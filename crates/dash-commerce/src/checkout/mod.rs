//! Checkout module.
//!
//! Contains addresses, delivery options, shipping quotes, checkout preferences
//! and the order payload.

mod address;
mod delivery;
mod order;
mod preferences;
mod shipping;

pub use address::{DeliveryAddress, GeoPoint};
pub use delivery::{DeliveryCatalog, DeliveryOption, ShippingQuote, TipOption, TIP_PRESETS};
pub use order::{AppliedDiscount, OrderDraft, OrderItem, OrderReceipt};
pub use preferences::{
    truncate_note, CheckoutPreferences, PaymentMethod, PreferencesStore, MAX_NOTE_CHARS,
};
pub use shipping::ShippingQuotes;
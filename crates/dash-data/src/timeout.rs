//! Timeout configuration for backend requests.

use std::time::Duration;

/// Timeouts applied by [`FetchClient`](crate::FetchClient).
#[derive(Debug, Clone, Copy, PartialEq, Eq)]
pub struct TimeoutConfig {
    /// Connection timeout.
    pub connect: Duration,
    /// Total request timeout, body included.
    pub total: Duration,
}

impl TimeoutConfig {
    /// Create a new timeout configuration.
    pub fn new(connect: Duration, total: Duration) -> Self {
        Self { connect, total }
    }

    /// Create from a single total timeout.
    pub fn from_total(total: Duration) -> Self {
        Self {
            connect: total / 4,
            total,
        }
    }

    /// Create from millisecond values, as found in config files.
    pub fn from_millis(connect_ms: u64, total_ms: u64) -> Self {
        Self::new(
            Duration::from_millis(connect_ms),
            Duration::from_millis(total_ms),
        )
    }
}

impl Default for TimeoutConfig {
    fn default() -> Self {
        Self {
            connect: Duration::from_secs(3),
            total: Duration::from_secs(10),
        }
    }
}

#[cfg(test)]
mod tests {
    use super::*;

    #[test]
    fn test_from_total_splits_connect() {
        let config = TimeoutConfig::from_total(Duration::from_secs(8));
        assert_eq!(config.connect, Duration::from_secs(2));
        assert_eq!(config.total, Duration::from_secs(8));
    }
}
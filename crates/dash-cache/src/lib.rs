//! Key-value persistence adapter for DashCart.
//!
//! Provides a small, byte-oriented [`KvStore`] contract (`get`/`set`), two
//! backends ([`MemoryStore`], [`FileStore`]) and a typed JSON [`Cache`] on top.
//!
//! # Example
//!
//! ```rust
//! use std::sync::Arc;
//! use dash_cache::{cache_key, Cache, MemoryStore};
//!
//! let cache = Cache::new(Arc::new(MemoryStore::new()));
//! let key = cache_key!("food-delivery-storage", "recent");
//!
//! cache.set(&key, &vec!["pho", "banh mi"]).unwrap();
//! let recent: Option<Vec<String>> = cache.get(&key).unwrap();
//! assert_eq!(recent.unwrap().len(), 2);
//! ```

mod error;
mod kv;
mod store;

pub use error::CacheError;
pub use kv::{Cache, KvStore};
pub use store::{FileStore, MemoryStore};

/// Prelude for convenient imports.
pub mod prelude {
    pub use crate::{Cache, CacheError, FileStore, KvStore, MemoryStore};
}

- [DESCRIPTION OF THE TASK]: Every line of the material must be given again exactly.

- [ANSWER]:
filename crates/dash-commerce/src/checkout/mod.rs
//! Checkout module.
//!
//! Contains addresses, delivery options, shipping quotes, checkout preferences
//! and the order payload.

mod address;
mod delivery;
mod order;
mod preferences;
mod shipping;

pub use address::{DeliveryAddress, GeoPoint};
pub use delivery::{DeliveryCatalog, DeliveryOption, ShippingQuote, TipOption, TIP_PRESETS};
pub use order::{AppliedDiscount, OrderDraft, OrderItem, OrderReceipt};
pub use preferences::{
    truncate_note, CheckoutPreferences, PaymentMethod, PreferencesStore, MAX_NOTE_CHARS,
};
pub use shipping::ShippingQuotes;
filename crates/dash-data/src/timeout.rs
//! Timeout configuration for backend requests.

use std::time::Duration;

/// Timeouts applied by [`FetchClient`](crate::FetchClient).
#[derive(Debug, Clone, Copy, PartialEq, Eq)]
pub struct TimeoutConfig {
    /// Connection timeout.
    pub connect: Duration,
    /// Total request timeout, body included.
    pub total: Duration,
}

impl TimeoutConfig {
    /// Create a new timeout configuration.
    pub fn new(connect: Duration, total: Duration) -> Self {
        Self { connect, total }
    }

    /// Create from a single total timeout.
    pub fn from_total(total: Duration) -> Self {
        Self {
            connect: total / 4,
            total,
        }
    }

    /// Create from millisecond values, as found in config files.
    pub fn from_millis(connect_ms: u64, total_ms: u64) -> Self {
        Self::new(
            Duration::from_millis(connect_ms),
            Duration::from_millis(total_ms),
        )
    }
}

impl Default for TimeoutConfig {
    fn default() -> Self {
        Self {
            connect: Duration::from_secs(3),
            total: Duration::from_secs(10),
        }
    }
}

#[cfg(test)]
mod tests {
    use super::*;

    #[test]
    fn test_from_total_splits_connect() {
        let config = TimeoutConfig::from_total(Duration::from_secs(8));
        assert_eq!(config.connect, Duration::from_secs(2));
        assert_eq!(config.total, Duration::from_secs(8));
    }
}
filename crates/dash-cache/src/lib.rs
//! Key-value persistence adapter for DashCart.
//!
//! Provides a small, byte-oriented [`KvStore`] contract (`get`/`set`), two
//! backends ([`MemoryStore`], [`FileStore`]) and a typed JSON [`Cache`] on top.
//!
//! # Example
//!
//! ```rust
//! use std::sync::Arc;
//! use dash_cache::{cache_key, Cache, MemoryStore};
//!
//! let cache = Cache::new(Arc::new(MemoryStore::new()));
//! let key = cache_key!("food-delivery-storage", "recent");
//!
//! cache.set(&key, &vec!["pho", "banh mi"]).unwrap();
//! let recent: Option<Vec<String>> = cache.get(&key).unwrap();
//! assert_eq!(recent.unwrap().len(), 2);
//! ```

mod error;
mod kv;
mod store;

pub use error::CacheError;
pub use kv::{Cache, KvStore};
pub use store::{FileStore, MemoryStore};

/// Prelude for convenient imports.
pub mod prelude {
    pub use crate::{Cache, CacheError, FileStore, KvStore, MemoryStore};
}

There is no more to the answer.